(This story has been refiled to remove an incorrect image)
By Fernando Cardoso
SAO PAULO, May 9 (Reuters) – Brazil’s Supreme Court Justice Alexandre de Moraes prohibited the implementation of a sharp reduction in the 27-year prison sentence of former President Jair Bolsonaro for plotting a coup after losing the 2022 election, a court document showed on Saturday.
Two Brazilian political parties and the press association ABI this week separately challenged the bill, which would have potentially freed Bolsonaro in 2028.
Congress last month overturned President Luiz Inacio Lula da Silva’s veto of the bill, but the plaintiffs asked Brazil’s top court to overturn it, saying the bill was unconstitutional.

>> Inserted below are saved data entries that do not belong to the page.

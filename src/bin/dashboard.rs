//! Assortment Dashboard
//! Before/after impact chart for the recommended swap, plus the market-wide
//! space-efficiency heatmap by category and store format.
//!
//! Run: ./target/release/dashboard [store_id]

use anyhow::Result;
use nwa_assortment::engine;
use nwa_assortment::models::{Category, Dataset, StoreFormat};
use nwa_assortment::render;
use std::env;
use std::path::Path;

const BAR_WIDTH: usize = 36;

fn main() -> Result<()> {
    let args: Vec<String> = env::args().collect();
    let store_id: u32 = args
        .get(1)
        .and_then(|s| s.parse().ok())
        .unwrap_or(3000);

    let dataset = Dataset::load(Path::new("data/regional"))?;
    let performance = engine::build_performance(&dataset.planogram, &dataset.sales, &dataset.products);
    let weeks = engine::history_days(&dataset.sales) / 7.0;

    println!("\n{}", "=".repeat(78));
    println!("              REGIONAL ASSORTMENT DASHBOARD ({:.0} weeks of sales)", weeks);
    println!("{}", "=".repeat(78));

    println!("\nGenerating Impact Charts...");
    plot_impact_chart(&dataset, &performance, store_id);

    println!("\nGenerating Market Heatmap...");
    plot_market_heatmap(&dataset, &performance, weeks);

    println!("\n{}", "=".repeat(78));
    Ok(())
}

/// Grouped bars comparing the delete candidate's actuals with the projected
/// performance of the recommended replacement
fn plot_impact_chart(dataset: &Dataset, performance: &[engine::ItemPerformance], store_id: u32) {
    let Some(rec) = engine::recommend_swap(performance, &dataset.products, store_id) else {
        println!("  No planogram data for store {}", store_id);
        return;
    };
    let days = engine::history_days(&dataset.sales);
    let Some(impact) = engine::project_swap_impact(performance, &rec, days) else {
        println!("  No valid replacement found that fits dimensions.");
        return;
    };
    let add_name = rec.add.as_ref().map(|a| a.product.product_name.clone()).unwrap_or_default();

    println!("\nPROJECTED IMPACT: MODULAR OPTIMIZATION (STORE {})", store_id);
    println!("{}", "─".repeat(78));
    println!("  Old assortment: {}", rec.remove.product_name);
    println!("  New assortment: {}", add_name);
    println!();

    let metrics = [
        ("Weekly Revenue", impact.old_weekly_revenue, impact.new_weekly_revenue),
        ("Weekly Margin", impact.old_weekly_margin, impact.new_weekly_margin),
        ("Sales Per Linear Inch", impact.old_spli, impact.new_spli),
    ];

    for (label, old, new) in metrics {
        let max = old.max(new);
        println!("  {}", label);
        println!("    Old  ${:>8.2}  {}", old, render::bar(old, max, BAR_WIDTH));
        println!("    New  ${:>8.2}  {}", new, render::bar(new, max, BAR_WIDTH));
        println!();
    }
}

/// Which store formats have the biggest space-efficiency problem?
fn plot_market_heatmap(dataset: &Dataset, performance: &[engine::ItemPerformance], weeks: f64) {
    let categories: Vec<&str> = Category::ALL.iter().map(|c| c.as_str()).collect();
    let formats: Vec<&str> = StoreFormat::ALL.iter().map(|f| f.as_str()).collect();

    let grid = engine::format_category_grid(dataset, performance, &categories, &formats);

    // normalize to weekly SPLI for display
    let cells: Vec<Vec<Option<f64>>> = grid
        .iter()
        .map(|row| row.iter().map(|v| v.map(|x| x / weeks)).collect())
        .collect();

    let present: Vec<f64> = cells.iter().flatten().filter_map(|v| *v).collect();
    let lo = present.iter().copied().fold(f64::INFINITY, f64::min);
    let hi = present.iter().copied().fold(f64::NEG_INFINITY, f64::max);
    if present.is_empty() {
        println!("  No performance data to map");
        return;
    }

    println!("\nEFFICIENCY AUDIT: WEEKLY SALES PER LINEAR INCH ($) BY FORMAT");
    println!("{}", "─".repeat(78));
    print!("  {:16}", "");
    for format in &formats {
        print!(" {:>18}", format);
    }
    println!();
    println!("  {}", "─".repeat(16 + 19 * formats.len()));

    for (row, category) in cells.iter().zip(&categories) {
        print!("  {:16}", category);
        for cell in row {
            match cell {
                Some(value) => {
                    let shaded = format!("{} {:.2}", render::heat_mark(*value, lo, hi), value);
                    print!(" {:>18}", shaded);
                }
                None => print!(" {:>18}", "-"),
            }
        }
        println!();
    }

    println!();
    println!("  Legend: ░ weakest  ▒ ▓  █ strongest (range ${:.2} - ${:.2} per inch/week)", lo, hi);
}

Approved last year, the bill would cut Bolsonaro’s prison term to just over two years, lawmakers said at the time, and reduce sentences for those convicted over a January 2023 riot, when Bolsonaro supporters invaded and ransacked the presidential palace, Supreme Court and Congress.
Moraes ruled the bill should not be implemented until Brazil’s top court concludes work in two judicial proceedings in which plaintiffs requested nullification of the measure, which they called unconstitutional.
Bolsonaro’s lawyers have yet to formally request that the court consider a reduction of the right-wing leader’s prison term due to the bill. On Friday, they filed a motion for criminal review with the Supreme Court to overturn the sentence.
The former president has been serving his sentence under humanitarian house arrest following an initial 90-day regime authorized on medical grounds.